It seems each passing year adds another new chapter in the story of the fish oil phenomenon. The keen interest in the heart-healthy effects of fish oil began in earnest shortly after publication of the Italian GISSI Prevenzione Trial involving over 11,000 participants. It demonstrated that doses in the range of 1000mg of EPA and DHA provided an enormous 30% reduction in death from cardiovascular disease and a 45% reduction in sudden cardiac death. (EPA and DHA are the active ingredients in fish oil. Don't confuse the active ingredient dose with the total weight of a fish oil capsule as it generally contains fillers). The large number of participants in the GISSI study made their conclusions statistically rock solid and beyond reproach. Other follow-up studies confirmed the result and some showed even greater benefit as fish oil dose increased. Fish oil was on its way to becoming the next "wonder" supplement.

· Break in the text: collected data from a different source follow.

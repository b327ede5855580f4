//! Middleware pipeline: ordered interceptors around listener execution and
//! lifecycle events.
//!
//! Hook isolation: errors from observer hooks (`before_process`,
//! `after_process`, `on_error`, `on_dead_letter`) are caught and logged here
//! so one middleware never stops the chain, the listener, or persistence.
//! `before_emit` errors propagate (they fire before durability), and a
//! `wrap_execution` error counts as a listener failure.

use std::sync::Arc;
use std::time::Duration;

use async_trait::async_trait;
use futures::future::BoxFuture;
use tracing::{error, warn};

use crate::context::{DeadLetterContext, EmittedEvent, OutboxEventContext};
use crate::error::ListenerError;

/// Outcome of one listener invocation, success or failure, handed to
/// `after_process`.
#[derive(Debug)]
pub struct ExecutionResult {
    pub success: bool,
    pub error: Option<ListenerError>,
    /// Wall clock from invocation start, in milliseconds
    pub duration_ms: u64,
}

impl ExecutionResult {
    pub fn success(duration: Duration) -> Self {
        Self {
            success: true,
            error: None,
            duration_ms: duration.as_millis() as u64,
        }
    }

    pub fn failure(error: ListenerError, duration: Duration) -> Self {
        Self {
            success: false,
            error: Some(error),
            duration_ms: duration.as_millis() as u64,
        }
    }
}

/// Continuation handed to `wrap_execution`: the rest of the wrapper chain and
/// ultimately the listener itself. Consumed by value, so a wrapper can run it
/// at most once.
pub struct Next<'a> {
    inner: BoxFuture<'a, Result<(), ListenerError>>,
}

impl<'a> Next<'a> {
    pub(crate) fn new(inner: BoxFuture<'a, Result<(), ListenerError>>) -> Self {
        Self { inner }
    }

    pub async fn run(self) -> Result<(), ListenerError> {
        self.inner.await
    }
}

/// Interceptor registered once globally. Implement any subset of the hooks;
/// the defaults are pass-throughs.
#[async_trait]
pub trait OutboxMiddleware: Send + Sync {
    /// May transform the event before the outbox record is built. Errors
    /// abort the emit; nothing is persisted.
    async fn before_emit(&self, event: EmittedEvent) -> anyhow::Result<EmittedEvent> {
        Ok(event)
    }

    /// Observer invoked before each listener invocation.
    async fn before_process(&self, _ctx: &OutboxEventContext) -> anyhow::Result<()> {
        Ok(())
    }

    /// Observer invoked after each listener invocation, success or failure.
    async fn after_process(
        &self,
        _ctx: &OutboxEventContext,
        _result: &ExecutionResult,
    ) -> anyhow::Result<()> {
        Ok(())
    }

    /// Invoked when a listener fails or times out, before exception filters.
    async fn on_error(&self, _ctx: &OutboxEventContext, _error: &ListenerError) -> anyhow::Result<()> {
        Ok(())
    }

    /// Invoked once per newly dead-lettered record.
    async fn on_dead_letter(&self, _ctx: &DeadLetterContext) -> anyhow::Result<()> {
        Ok(())
    }

    /// Wraps the listener call. Must run `next` at most once; an error here
    /// is treated as a listener failure.
    async fn wrap_execution<'a>(
        &'a self,
        _ctx: &'a OutboxEventContext,
        next: Next<'a>,
    ) -> Result<(), ListenerError> {
        next.run().await
    }
}

/// Ordered middleware chain. Observer hooks iterate in registration order;
/// `wrap_execution` composes with the first-registered wrapper outermost.
#[derive(Default)]
pub struct MiddlewarePipeline {
    middlewares: Vec<Arc<dyn OutboxMiddleware>>,
}

impl MiddlewarePipeline {
    pub fn new(middlewares: Vec<Arc<dyn OutboxMiddleware>>) -> Self {
        Self { middlewares }
    }

    pub fn is_empty(&self) -> bool {
        self.middlewares.is_empty()
    }

    /// Left fold in registration order: each middleware sees the previous
    /// one's output. The first error aborts the emit.
    pub async fn before_emit(&self, mut event: EmittedEvent) -> anyhow::Result<EmittedEvent> {
        for middleware in &self.middlewares {
            event = middleware.before_emit(event).await?;
        }
        Ok(event)
    }

    pub async fn before_process(&self, ctx: &OutboxEventContext) {
        for middleware in &self.middlewares {
            if let Err(hook_error) = middleware.before_process(ctx).await {
                warn!(
                    event_id = ctx.event_id,
                    listener = %ctx.listener_name,
                    error = ?hook_error,
                    "before_process middleware failed"
                );
            }
        }
    }

    pub async fn after_process(&self, ctx: &OutboxEventContext, result: &ExecutionResult) {
        for middleware in &self.middlewares {
            if let Err(hook_error) = middleware.after_process(ctx, result).await {
                warn!(
                    event_id = ctx.event_id,
                    listener = %ctx.listener_name,
                    error = ?hook_error,
                    "after_process middleware failed"
                );
            }
        }
    }

    pub async fn on_error(&self, ctx: &OutboxEventContext, listener_error: &ListenerError) {
        for middleware in &self.middlewares {
            if let Err(hook_error) = middleware.on_error(ctx, listener_error).await {
                warn!(
                    event_id = ctx.event_id,
                    listener = %ctx.listener_name,
                    error = ?hook_error,
                    "on_error middleware failed"
                );
            }
        }
    }

    pub async fn on_dead_letter(&self, ctx: &DeadLetterContext) {
        for middleware in &self.middlewares {
            if let Err(hook_error) = middleware.on_dead_letter(ctx).await {
                error!(
                    event_id = ctx.event_id,
                    event_name = %ctx.event_name,
                    error = ?hook_error,
                    "on_dead_letter middleware failed"
                );
            }
        }
    }

    /// Nest `terminal` inside every wrapper, first-registered outermost.
    pub fn wrap_execution<'a>(
        &'a self,
        ctx: &'a OutboxEventContext,
        terminal: BoxFuture<'a, Result<(), ListenerError>>,
    ) -> BoxFuture<'a, Result<(), ListenerError>> {
        let mut chain = terminal;
        for middleware in self.middlewares.iter().rev() {
            let next = Next::new(chain);
            chain = middleware.wrap_execution(ctx, next);
        }
        chain
    }
}
//! Retry poller: long-running scheduler that claims due records and
//! dispatches them.
//!
//! One loop task multiplexes the periodic claim timer with the optional
//! push-notification stream. Claim cycles are serialized within the loop;
//! per-record dispatches run concurrently in the in-flight set. Shutdown
//! stops the timer, unsubscribes from the stream, disconnects the external
//! listener, then waits for every in-flight dispatch with no deadline.

use std::sync::Arc;
use std::time::Duration;

use futures::stream::BoxStream;
use futures::StreamExt;
use parking_lot::Mutex;
use tokio::task::{JoinHandle, JoinSet};
use tokio::time::{Instant, MissedTickBehavior};
use tokio_util::sync::CancellationToken;
use tracing::{debug, error, info, warn};

use crate::config::{EventConfigRegistry, OutboxConfig};
use crate::context::DeadLetterContext;
use crate::driver::StorageDriver;
use crate::error::{OutboxError, OutboxResult};
use crate::listener::ListenerRegistry;
use crate::metrics::OutboxMetrics;
use crate::middleware::MiddlewarePipeline;
use crate::notify::PushNotificationListener;
use crate::processor::EventProcessor;

#[derive(Debug, Clone, Copy, PartialEq, Eq)]
pub enum PollerState {
    Idle,
    Running,
    ShuttingDown,
    Terminated,
}

/// Everything the poller needs; assembled by the caller (or the `Outbox`
/// facade) so the constructor stays readable.
pub struct PollerParts {
    pub driver: Arc<dyn StorageDriver>,
    pub registry: Arc<EventConfigRegistry>,
    pub listeners: Arc<ListenerRegistry>,
    pub processor: Arc<EventProcessor>,
    pub pipeline: Arc<MiddlewarePipeline>,
    pub config: OutboxConfig,
    pub push: Option<Arc<dyn PushNotificationListener>>,
    pub metrics: Option<OutboxMetrics>,
}

struct PollerInner {
    driver: Arc<dyn StorageDriver>,
    registry: Arc<EventConfigRegistry>,
    listeners: Arc<ListenerRegistry>,
    processor: Arc<EventProcessor>,
    pipeline: Arc<MiddlewarePipeline>,
    config: OutboxConfig,
    push: Option<Arc<dyn PushNotificationListener>>,
    metrics: Option<OutboxMetrics>,
    state: Mutex<PollerState>,
}

pub struct RetryPoller {
    inner: Arc<PollerInner>,
    handle: Mutex<Option<JoinHandle<()>>>,
    shutdown: CancellationToken,
}

impl RetryPoller {
    pub fn new(parts: PollerParts) -> Self {
        Self {
            inner: Arc::new(PollerInner {
                driver: parts.driver,
                registry: parts.registry,
                listeners: parts.listeners,
                processor: parts.processor,
                pipeline: parts.pipeline,
                config: parts.config,
                push: parts.push,
                metrics: parts.metrics,
                state: Mutex::new(PollerState::Idle),
            }),
            handle: Mutex::new(None),
            shutdown: CancellationToken::new(),
        }
    }

    pub fn state(&self) -> PollerState {
        *self.inner.state.lock()
    }

    /// Connect the push listener (when present) and spawn the wake loop.
    pub async fn start(&self) -> OutboxResult<()> {
        {
            let mut state = self.inner.state.lock();
            if *state != PollerState::Idle {
                return Err(OutboxError::PollerAlreadyStarted);
            }
            *state = PollerState::Running;
        }

        if let Some(push) = &self.inner.push {
            if let Err(connect_error) = push.connect().await {
                error!(
                    error = ?connect_error,
                    "push listener failed to connect; relying on the poll timer"
                );
            }
        }

        let inner = Arc::clone(&self.inner);
        let shutdown = self.shutdown.clone();
        *self.handle.lock() = Some(tokio::spawn(run_loop(inner, shutdown)));

        info!(
            poll_interval_ms = self.inner.config.poll_interval.as_millis() as u64,
            max_events_per_tick = self.inner.config.max_events_per_tick,
            push_enabled = self.inner.push.is_some(),
            "poller started"
        );
        Ok(())
    }

    /// Graceful shutdown: no new claim cycles, then wait for every in-flight
    /// dispatch to settle. No timeout; a handler that never completes blocks
    /// this call.
    pub async fn shutdown(&self) {
        {
            let mut state = self.inner.state.lock();
            match *state {
                PollerState::Idle => {
                    *state = PollerState::Terminated;
                    return;
                }
                PollerState::Running => *state = PollerState::ShuttingDown,
                PollerState::ShuttingDown | PollerState::Terminated => {}
            }
        }
        self.shutdown.cancel();

        let handle = self.handle.lock().take();
        if let Some(handle) = handle {
            if let Err(join_error) = handle.await {
                error!(error = ?join_error, "poller loop task failed");
            }
        }

        *self.inner.state.lock() = PollerState::Terminated;
        info!("poller terminated");
    }
}

async fn run_loop(inner: Arc<PollerInner>, shutdown: CancellationToken) {
    let mut tick = tokio::time::interval(inner.config.poll_interval);
    tick.set_missed_tick_behavior(MissedTickBehavior::Skip);
    let mut signals: Option<BoxStream<'static, String>> =
        inner.push.as_ref().map(|push| push.signals());
    let mut throttle = SignalThrottle::new(inner.config.push_notification_throttle);
    let mut in_flight: JoinSet<()> = JoinSet::new();

    loop {
        tokio::select! {
            _ = shutdown.cancelled() => break,
            _ = tick.tick() => {
                run_tick(&inner, &mut in_flight).await;
            }
            signal = next_signal(&mut signals) => {
                match signal {
                    Some(_) => {
                        // Any payload is just a wake-up.
                        if throttle.admit(Instant::now()) {
                            run_tick(&inner, &mut in_flight).await;
                        }
                    }
                    None => {
                        debug!("push signal stream completed");
                        signals = None;
                    }
                }
            }
            _ = trailing_wait(&throttle) => {
                throttle.fire_trailing(Instant::now());
                run_tick(&inner, &mut in_flight).await;
            }
            Some(finished) = in_flight.join_next(), if !in_flight.is_empty() => {
                reap(&inner, finished);
            }
        }
    }

    // Timer and stream subscription end with the loop; disconnect the
    // external listener before waiting out in-flight work.
    if let Some(push) = &inner.push {
        if let Err(disconnect_error) = push.disconnect().await {
            warn!(error = ?disconnect_error, "push listener disconnect failed");
        }
    }
    while let Some(finished) = in_flight.join_next().await {
        reap(&inner, finished);
    }
}

async fn next_signal(signals: &mut Option<BoxStream<'static, String>>) -> Option<String> {
    match signals {
        Some(stream) => stream.next().await,
        None => std::future::pending().await,
    }
}

async fn trailing_wait(throttle: &SignalThrottle) {
    match throttle.trailing_deadline() {
        Some(deadline) => tokio::time::sleep_until(deadline).await,
        None => std::future::pending().await,
    }
}

fn reap(inner: &PollerInner, finished: Result<(), tokio::task::JoinError>) {
    if let Some(metrics) = &inner.metrics {
        metrics.in_flight.dec();
    }
    if let Err(join_error) = finished {
        error!(error = ?join_error, "record dispatch task aborted");
    }
}

async fn run_tick(inner: &Arc<PollerInner>, in_flight: &mut JoinSet<()>) {
    if *inner.state.lock() != PollerState::Running {
        return;
    }

    let batch = match inner
        .driver
        .claim_due_batch(inner.config.max_events_per_tick)
        .await
    {
        Ok(batch) => batch,
        Err(claim_error) => {
            error!(error = ?claim_error, "claim cycle failed");
            return;
        }
    };

    for record in batch.dead_lettered {
        warn!(
            event_id = record.id,
            event_name = %record.event_name,
            retry_count = record.retry_count,
            "record dead-lettered"
        );
        let ctx = DeadLetterContext::from_record(&record);
        inner.pipeline.on_dead_letter(&ctx).await;
        if let Some(metrics) = &inner.metrics {
            metrics.dead_lettered.inc();
        }
    }

    for record in batch.pending {
        let remaining: Vec<_> = inner
            .listeners
            .get(&record.event_name)
            .into_iter()
            .filter(|listener| !record.is_delivered_to(listener.name()))
            .collect();
        if remaining.is_empty() {
            continue;
        }
        // The claim resolved this name inside its transaction, so the lookup
        // cannot fail while the registry is immutable.
        let config = match inner.registry.resolve(&record.event_name) {
            Ok(config) => config.clone(),
            Err(resolve_error) => {
                error!(
                    error = ?resolve_error,
                    event_name = %record.event_name,
                    "claimed record has no configuration"
                );
                continue;
            }
        };

        if let Some(metrics) = &inner.metrics {
            metrics.in_flight.inc();
        }
        let processor = Arc::clone(&inner.processor);
        in_flight.spawn(async move {
            if let Err(dispatch_error) = processor.process(&config, record, remaining).await {
                error!(error = ?dispatch_error, "record dispatch failed");
            }
        });
    }
}

/// Leading+trailing coalescing of push signals: the first signal in a window
/// fires immediately, further signals within the window collapse into one
/// trailing fire at the window edge.
struct SignalThrottle {
    window: Duration,
    last_fire: Option<Instant>,
    trailing: bool,
}

impl SignalThrottle {
    fn new(window: Duration) -> Self {
        Self {
            window,
            last_fire: None,
            trailing: false,
        }
    }

    /// Leading edge: `true` means fire now.
    fn admit(&mut self, now: Instant) -> bool {
        match self.last_fire {
            Some(last) if now.duration_since(last) < self.window => {
                self.trailing = true;
                false
            }
            _ => {
                self.last_fire = Some(now);
                true
            }
        }
    }

    fn trailing_deadline(&self) -> Option<Instant> {
        if self.trailing {
            self.last_fire.map(|last| last + self.window)
        } else {
            None
        }
    }

    fn fire_trailing(&mut self, now: Instant) {
        self.trailing = false;
        self.last_fire = Some(now);
    }
}
//! Per-event delivery policy and module-level tuning.

use std::collections::HashMap;
use std::fmt;
use std::sync::Arc;
use std::time::Duration;

use crate::error::{OutboxError, OutboxResult};

/// Delay policy applied by the claim operation when it extends a record's
/// `attempt_at`.
#[derive(Clone)]
pub enum RetryStrategy {
    /// Fixed delay of `ready_to_retry_after_ttl` between attempts.
    Fixed,
    /// Caller-supplied `retry_count -> delay` function.
    Custom(Arc<dyn Fn(u32) -> Duration + Send + Sync>),
}

impl RetryStrategy {
    /// Capped exponential backoff: `base * 2^retry_count`, never above `cap`.
    pub fn exponential(base: Duration, cap: Duration) -> Self {
        RetryStrategy::Custom(Arc::new(move |retry_count| {
            let factor = 2u64.saturating_pow(retry_count.min(32));
            let delay_ms = (base.as_millis() as u64)
                .saturating_mul(factor)
                .min(cap.as_millis() as u64);
            Duration::from_millis(delay_ms)
        }))
    }
}

impl fmt::Debug for RetryStrategy {
    fn fmt(&self, f: &mut fmt::Formatter<'_>) -> fmt::Result {
        match self {
            RetryStrategy::Fixed => f.write_str("Fixed"),
            RetryStrategy::Custom(_) => f.write_str("Custom"),
        }
    }
}

/// Delivery policy for one event type.
#[derive(Debug, Clone)]
pub struct EventConfiguration {
    pub name: String,
    /// Added to now to compute the record's `expire_at` retention hint
    pub expires_at_ttl: Duration,
    /// Initial `attempt_at` delay, and the fixed retry delay
    pub ready_to_retry_after_ttl: Duration,
    /// Per-listener invocation timeout
    pub max_execution_time_ttl: Duration,
    /// Once a claim brings `retry_count` up to this, the record dead-letters
    pub max_retries: u32,
    pub retry_strategy: RetryStrategy,
}

impl EventConfiguration {
    pub fn new(name: impl Into<String>) -> Self {
        Self {
            name: name.into(),
            expires_at_ttl: Duration::from_secs(24 * 60 * 60),
            ready_to_retry_after_ttl: Duration::from_secs(5),
            max_execution_time_ttl: Duration::from_secs(30),
            max_retries: 5,
            retry_strategy: RetryStrategy::Fixed,
        }
    }

    /// Delay before the attempt after the `retry_count`-th one.
    pub fn retry_delay(&self, retry_count: u32) -> Duration {
        match &self.retry_strategy {
            RetryStrategy::Fixed => self.ready_to_retry_after_ttl,
            RetryStrategy::Custom(strategy) => strategy(retry_count),
        }
    }
}

/// Name-keyed lookup of event configurations. Immutable after construction.
#[derive(Debug, Default)]
pub struct EventConfigRegistry {
    configs: HashMap<String, EventConfiguration>,
}

impl EventConfigRegistry {
    /// Fails with `DuplicateEventName` when two configurations share a name.
    pub fn new(configs: impl IntoIterator<Item = EventConfiguration>) -> OutboxResult<Self> {
        let mut map = HashMap::new();
        for config in configs {
            let name = config.name.clone();
            if map.insert(name.clone(), config).is_some() {
                return Err(OutboxError::DuplicateEventName(name));
            }
        }
        Ok(Self { configs: map })
    }

    pub fn resolve(&self, event_name: &str) -> OutboxResult<&EventConfiguration> {
        self.configs
            .get(event_name)
            .ok_or_else(|| OutboxError::UnknownEvent(event_name.to_string()))
    }

    pub fn contains(&self, event_name: &str) -> bool {
        self.configs.contains_key(event_name)
    }

    pub fn event_names(&self) -> Vec<String> {
        let mut names: Vec<String> = self.configs.keys().cloned().collect();
        names.sort();
        names
    }
}

/// Module-level tuning shared by the poller and the emitter.
#[derive(Debug, Clone)]
pub struct OutboxConfig {
    /// Period of the poller's claim timer
    pub poll_interval: Duration,
    /// Upper bound on records claimed per tick
    pub max_events_per_tick: usize,
    /// Leading+trailing coalescing window for push-notification signals
    pub push_notification_throttle: Duration,
    /// Schedule a fire-and-forget local dispatch right after `emit` commits.
    /// The poller remains the delivery guarantee either way.
    pub dispatch_on_emit: bool,
}

impl Default for OutboxConfig {
    fn default() -> Self {
        Self {
            poll_interval: Duration::from_secs(5),
            max_events_per_tick: 100,
            push_notification_throttle: Duration::from_millis(100),
            dispatch_on_emit: true,
        }
    }
}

Of course, I take fish oil to fight cardiovascular disease as do many others concerned about heart health and started with a modest dose totaling 1800mg EPA/DHA per day. That changed when another landmark study, the Lugalawa Study, suggested that high-dose fish oil was also effective at reducing Lipoprotein(a) [Lp(a)] which just happens to be my most pronounced heart disease risk. The study compared the Lp(a) levels of coastal Bantu fishermen, who ingest 3000-5000mg EPA/DHA per day from fish, to an inland Bantu group who are primarily vegetarian. The fish eaters showed an almost 50% lower Lp(a) compared to the pure vegetarians. Sure enough, when I upped my fish oil dose to 5400mg EPA/DHA per day (which requires me to pound down six "horse-pill" sized, triple-strength fish oil capsules every day) I also saw an approximately 50% decrease in my Lp(a). Wow! My appreciation for fish oil grew even stronger.
But, it now appears there is even more to the story. Not surprisingly, additional studies have shed new light how to assess our intake of fish oil as part of our personal programs of Informed, Self-directed Healthcare (ISH). Like Vitamin D, it turns out that what you take might not be as important as what actually gets into your bloodstream. I need to take at least 8000IU to maintain a Vitamin D blood level of at least 60ng/dL. I know many others who need only half that amount. I started my dosing at 2000IU and increased my dose in 2000IU increments until my blood level tested at 62ng/dL at a final dose of 8000IU (note that I have to raise this to 10,000IU in the winter time to account for reduced sun exposure). For those who cannot convince their doctors to order the 25-OH Vitamin D3 test it has been available as a home blood spot test for quite some time now from numerous sources.
A new study from the Metabolism and Nutrition Research Center at the Sanford School of Medicine shows that the greatest benefits may require an omega-3 index of 8% (the omega-3 index is the proportion of total fatty acids in red blood cells occupied by omega-3s). Those wishing to review this study will also find that the omega-3 index offered the most powerful correlation for reducing sudden cardiac death among common risk factors such as cholesterol and CRP. Much like Vitamin D, the key may be to assess what your personal omega-3 blood level is as opposed to simply how much you ingest orally. Predictably, your doctor is very likely to be behind the knowledge curve and may resist ordering the test or not even know it exists. Not to worry, there are already a few outlets offering an at-home omega-3 index blood test for those who wish to personally investigate this novel marker. I already have mine ordered! I'll let you know what I find.